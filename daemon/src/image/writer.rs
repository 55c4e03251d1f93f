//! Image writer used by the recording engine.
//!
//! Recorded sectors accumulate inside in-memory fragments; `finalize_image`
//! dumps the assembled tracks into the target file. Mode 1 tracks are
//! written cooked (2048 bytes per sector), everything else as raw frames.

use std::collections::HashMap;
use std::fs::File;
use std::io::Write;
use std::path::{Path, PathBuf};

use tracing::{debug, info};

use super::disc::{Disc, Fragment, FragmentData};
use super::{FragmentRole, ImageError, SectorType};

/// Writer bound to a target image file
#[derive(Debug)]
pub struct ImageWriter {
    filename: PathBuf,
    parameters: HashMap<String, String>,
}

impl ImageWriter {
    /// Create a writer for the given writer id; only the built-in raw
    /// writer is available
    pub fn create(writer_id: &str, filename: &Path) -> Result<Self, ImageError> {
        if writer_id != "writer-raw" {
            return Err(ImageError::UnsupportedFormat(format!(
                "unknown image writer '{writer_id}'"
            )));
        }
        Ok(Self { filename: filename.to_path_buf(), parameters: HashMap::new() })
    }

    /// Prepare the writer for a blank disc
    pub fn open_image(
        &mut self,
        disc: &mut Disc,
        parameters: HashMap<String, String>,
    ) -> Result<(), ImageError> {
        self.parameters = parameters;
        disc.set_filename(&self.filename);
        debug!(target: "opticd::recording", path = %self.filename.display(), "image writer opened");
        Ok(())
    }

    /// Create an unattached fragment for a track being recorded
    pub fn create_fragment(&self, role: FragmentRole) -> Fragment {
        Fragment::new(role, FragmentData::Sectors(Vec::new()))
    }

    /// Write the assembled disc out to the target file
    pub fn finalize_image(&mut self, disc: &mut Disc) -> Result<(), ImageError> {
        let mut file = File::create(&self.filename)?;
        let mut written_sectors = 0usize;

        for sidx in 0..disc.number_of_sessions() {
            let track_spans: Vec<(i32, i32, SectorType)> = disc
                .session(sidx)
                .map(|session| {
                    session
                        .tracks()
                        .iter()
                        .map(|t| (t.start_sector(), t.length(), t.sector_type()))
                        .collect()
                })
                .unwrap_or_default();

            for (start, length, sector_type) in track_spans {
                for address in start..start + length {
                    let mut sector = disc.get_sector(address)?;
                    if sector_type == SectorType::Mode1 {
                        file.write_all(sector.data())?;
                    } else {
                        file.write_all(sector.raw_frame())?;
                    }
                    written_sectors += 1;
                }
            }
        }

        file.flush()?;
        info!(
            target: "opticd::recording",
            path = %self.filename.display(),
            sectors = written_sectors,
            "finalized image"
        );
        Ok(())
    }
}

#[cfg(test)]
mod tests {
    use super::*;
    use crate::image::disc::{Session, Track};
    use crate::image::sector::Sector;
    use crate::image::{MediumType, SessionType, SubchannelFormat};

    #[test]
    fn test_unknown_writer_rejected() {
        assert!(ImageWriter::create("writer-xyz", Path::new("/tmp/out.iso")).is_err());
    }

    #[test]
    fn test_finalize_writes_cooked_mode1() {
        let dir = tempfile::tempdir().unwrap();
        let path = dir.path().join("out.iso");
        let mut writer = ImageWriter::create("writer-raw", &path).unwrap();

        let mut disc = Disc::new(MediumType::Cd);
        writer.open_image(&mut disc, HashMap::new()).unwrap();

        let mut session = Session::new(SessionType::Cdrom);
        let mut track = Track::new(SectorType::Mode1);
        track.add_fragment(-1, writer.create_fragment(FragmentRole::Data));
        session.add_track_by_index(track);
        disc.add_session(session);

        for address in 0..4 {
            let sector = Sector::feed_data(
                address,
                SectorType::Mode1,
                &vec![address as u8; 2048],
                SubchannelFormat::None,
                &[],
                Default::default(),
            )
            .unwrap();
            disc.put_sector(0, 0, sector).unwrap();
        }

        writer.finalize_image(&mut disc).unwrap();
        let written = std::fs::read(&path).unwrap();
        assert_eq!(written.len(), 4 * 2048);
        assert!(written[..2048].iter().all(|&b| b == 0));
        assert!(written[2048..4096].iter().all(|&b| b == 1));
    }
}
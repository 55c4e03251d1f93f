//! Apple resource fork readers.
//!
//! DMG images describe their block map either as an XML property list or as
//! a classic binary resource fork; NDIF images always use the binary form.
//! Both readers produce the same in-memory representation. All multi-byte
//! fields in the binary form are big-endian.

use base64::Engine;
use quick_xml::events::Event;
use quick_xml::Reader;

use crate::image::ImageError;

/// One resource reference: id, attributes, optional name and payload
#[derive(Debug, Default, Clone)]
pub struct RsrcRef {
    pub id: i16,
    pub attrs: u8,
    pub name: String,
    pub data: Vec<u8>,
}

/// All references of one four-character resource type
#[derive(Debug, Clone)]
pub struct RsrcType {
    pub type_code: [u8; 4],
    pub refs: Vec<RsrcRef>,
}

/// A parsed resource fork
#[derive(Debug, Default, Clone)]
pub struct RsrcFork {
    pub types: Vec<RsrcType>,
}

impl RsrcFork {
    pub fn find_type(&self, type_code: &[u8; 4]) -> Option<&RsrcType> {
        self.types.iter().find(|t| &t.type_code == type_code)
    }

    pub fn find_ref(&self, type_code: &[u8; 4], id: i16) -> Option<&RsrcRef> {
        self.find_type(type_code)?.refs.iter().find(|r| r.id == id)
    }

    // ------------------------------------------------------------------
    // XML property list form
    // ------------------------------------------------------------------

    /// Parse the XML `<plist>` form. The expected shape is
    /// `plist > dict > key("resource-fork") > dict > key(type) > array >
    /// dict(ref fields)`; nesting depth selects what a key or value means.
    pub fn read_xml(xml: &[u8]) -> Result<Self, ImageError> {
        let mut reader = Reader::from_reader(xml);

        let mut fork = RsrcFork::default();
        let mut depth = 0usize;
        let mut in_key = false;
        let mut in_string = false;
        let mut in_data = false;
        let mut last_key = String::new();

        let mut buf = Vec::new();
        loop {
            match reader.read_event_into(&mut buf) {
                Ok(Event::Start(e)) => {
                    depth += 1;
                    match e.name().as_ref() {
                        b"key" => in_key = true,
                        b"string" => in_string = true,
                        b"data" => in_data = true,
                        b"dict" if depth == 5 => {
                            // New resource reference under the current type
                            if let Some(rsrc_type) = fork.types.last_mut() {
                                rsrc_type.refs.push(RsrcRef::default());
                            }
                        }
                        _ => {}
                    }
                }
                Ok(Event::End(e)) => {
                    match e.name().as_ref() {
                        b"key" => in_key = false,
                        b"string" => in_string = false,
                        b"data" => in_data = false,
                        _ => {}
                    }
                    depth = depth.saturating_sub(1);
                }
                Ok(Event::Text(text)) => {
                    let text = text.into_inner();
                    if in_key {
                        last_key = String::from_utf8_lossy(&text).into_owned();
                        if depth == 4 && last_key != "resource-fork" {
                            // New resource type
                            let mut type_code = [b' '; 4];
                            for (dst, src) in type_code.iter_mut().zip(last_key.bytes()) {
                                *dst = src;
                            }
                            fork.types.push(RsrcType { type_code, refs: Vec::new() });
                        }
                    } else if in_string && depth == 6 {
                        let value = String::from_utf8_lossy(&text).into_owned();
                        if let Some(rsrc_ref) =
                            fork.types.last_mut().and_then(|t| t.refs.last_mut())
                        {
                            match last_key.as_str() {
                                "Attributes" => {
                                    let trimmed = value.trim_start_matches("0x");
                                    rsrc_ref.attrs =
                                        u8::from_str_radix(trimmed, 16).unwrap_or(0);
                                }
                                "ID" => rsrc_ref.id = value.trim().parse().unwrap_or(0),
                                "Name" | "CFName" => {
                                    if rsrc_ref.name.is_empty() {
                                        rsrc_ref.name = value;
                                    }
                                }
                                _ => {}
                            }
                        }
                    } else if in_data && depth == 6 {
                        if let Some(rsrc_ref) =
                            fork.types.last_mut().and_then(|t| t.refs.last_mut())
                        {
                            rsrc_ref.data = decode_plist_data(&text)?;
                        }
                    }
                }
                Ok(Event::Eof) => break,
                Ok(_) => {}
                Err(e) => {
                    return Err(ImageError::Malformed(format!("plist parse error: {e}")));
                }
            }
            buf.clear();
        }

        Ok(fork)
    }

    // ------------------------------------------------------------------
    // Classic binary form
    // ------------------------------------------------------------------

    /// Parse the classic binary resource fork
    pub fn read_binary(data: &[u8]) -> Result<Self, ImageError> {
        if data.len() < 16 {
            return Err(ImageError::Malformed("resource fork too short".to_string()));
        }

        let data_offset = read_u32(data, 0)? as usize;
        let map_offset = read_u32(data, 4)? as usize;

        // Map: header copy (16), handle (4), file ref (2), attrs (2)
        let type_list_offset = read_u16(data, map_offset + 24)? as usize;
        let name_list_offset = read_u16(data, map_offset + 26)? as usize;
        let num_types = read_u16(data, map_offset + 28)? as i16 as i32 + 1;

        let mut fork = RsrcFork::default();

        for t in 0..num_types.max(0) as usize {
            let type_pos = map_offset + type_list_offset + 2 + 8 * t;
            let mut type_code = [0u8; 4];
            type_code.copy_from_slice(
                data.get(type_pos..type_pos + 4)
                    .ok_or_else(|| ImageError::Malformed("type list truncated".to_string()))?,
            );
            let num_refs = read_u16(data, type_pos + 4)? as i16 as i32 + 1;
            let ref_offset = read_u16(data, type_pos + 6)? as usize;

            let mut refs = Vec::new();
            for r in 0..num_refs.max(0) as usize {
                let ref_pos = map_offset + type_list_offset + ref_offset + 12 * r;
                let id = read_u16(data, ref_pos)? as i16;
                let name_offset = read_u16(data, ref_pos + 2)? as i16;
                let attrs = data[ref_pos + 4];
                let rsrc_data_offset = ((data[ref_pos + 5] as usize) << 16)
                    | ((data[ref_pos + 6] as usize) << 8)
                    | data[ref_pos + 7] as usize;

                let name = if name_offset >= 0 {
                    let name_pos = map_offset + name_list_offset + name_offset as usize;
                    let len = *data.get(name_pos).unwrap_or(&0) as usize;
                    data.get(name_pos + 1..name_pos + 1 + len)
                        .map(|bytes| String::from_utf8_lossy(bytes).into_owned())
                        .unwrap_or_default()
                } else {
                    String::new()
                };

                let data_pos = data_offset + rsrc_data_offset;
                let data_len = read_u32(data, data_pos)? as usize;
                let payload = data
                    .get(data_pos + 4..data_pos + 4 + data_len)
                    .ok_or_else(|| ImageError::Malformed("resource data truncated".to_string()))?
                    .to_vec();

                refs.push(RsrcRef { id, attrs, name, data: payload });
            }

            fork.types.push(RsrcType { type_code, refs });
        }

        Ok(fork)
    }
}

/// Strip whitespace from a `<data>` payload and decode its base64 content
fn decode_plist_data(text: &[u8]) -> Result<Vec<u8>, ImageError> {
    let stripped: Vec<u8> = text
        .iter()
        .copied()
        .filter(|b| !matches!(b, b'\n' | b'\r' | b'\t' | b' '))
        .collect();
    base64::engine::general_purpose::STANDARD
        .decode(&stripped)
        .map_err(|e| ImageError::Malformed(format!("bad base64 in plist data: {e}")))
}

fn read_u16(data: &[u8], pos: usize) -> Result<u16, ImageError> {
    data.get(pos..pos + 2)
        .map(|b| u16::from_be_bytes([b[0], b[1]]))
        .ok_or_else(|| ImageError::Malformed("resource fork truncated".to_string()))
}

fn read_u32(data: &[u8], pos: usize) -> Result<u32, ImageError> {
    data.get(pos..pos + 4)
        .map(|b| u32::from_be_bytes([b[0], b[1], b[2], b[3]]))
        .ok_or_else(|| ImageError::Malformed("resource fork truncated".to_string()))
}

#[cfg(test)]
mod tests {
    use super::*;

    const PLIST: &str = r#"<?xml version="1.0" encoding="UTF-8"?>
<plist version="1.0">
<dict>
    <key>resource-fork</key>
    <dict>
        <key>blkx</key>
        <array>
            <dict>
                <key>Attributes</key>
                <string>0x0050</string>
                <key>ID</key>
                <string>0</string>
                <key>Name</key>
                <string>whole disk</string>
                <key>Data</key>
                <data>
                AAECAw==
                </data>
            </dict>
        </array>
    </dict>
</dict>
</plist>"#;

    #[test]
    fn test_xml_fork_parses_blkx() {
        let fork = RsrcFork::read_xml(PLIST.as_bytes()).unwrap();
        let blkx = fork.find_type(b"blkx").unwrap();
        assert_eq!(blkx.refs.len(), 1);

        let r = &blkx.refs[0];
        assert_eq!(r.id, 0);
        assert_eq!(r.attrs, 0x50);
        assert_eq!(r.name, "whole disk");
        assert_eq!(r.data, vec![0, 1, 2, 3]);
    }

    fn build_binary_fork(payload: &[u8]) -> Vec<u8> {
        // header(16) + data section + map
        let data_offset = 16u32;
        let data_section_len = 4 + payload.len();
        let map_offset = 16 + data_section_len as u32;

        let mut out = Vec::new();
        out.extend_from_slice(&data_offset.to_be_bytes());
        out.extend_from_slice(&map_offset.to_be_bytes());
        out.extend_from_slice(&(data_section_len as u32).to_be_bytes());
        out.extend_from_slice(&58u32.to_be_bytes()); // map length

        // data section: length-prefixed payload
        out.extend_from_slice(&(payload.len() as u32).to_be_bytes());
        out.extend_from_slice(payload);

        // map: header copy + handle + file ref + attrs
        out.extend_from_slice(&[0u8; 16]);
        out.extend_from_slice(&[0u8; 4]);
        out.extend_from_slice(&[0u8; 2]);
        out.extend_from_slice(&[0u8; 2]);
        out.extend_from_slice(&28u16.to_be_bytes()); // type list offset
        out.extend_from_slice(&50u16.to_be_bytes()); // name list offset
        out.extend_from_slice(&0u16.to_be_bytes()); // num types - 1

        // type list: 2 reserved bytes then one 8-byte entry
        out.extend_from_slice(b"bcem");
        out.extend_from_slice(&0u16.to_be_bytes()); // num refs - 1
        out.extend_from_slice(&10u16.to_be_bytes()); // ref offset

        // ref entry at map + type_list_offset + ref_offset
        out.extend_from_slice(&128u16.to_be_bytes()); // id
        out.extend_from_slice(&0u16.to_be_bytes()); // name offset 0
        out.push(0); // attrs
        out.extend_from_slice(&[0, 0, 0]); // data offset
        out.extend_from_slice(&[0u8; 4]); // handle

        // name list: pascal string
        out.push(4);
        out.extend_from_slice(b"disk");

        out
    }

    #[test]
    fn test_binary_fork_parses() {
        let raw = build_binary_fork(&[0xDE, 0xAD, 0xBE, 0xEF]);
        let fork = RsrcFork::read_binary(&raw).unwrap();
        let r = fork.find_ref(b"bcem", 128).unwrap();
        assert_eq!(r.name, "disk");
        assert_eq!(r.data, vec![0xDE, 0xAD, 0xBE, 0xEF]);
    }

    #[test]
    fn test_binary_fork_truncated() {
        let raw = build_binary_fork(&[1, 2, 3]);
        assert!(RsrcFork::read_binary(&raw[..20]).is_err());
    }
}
------------------------------------
- [WORK REQUIRED]
Look through the records and gather every line containing "return".

- [TASK SOLUTION]
            return Err(ImageError::UnsupportedFormat(format!(
                    return Err(ImageError::Malformed(format!("plist parse error: {e}")));
            return Err(ImageError::Malformed("resource fork too short".to_string()));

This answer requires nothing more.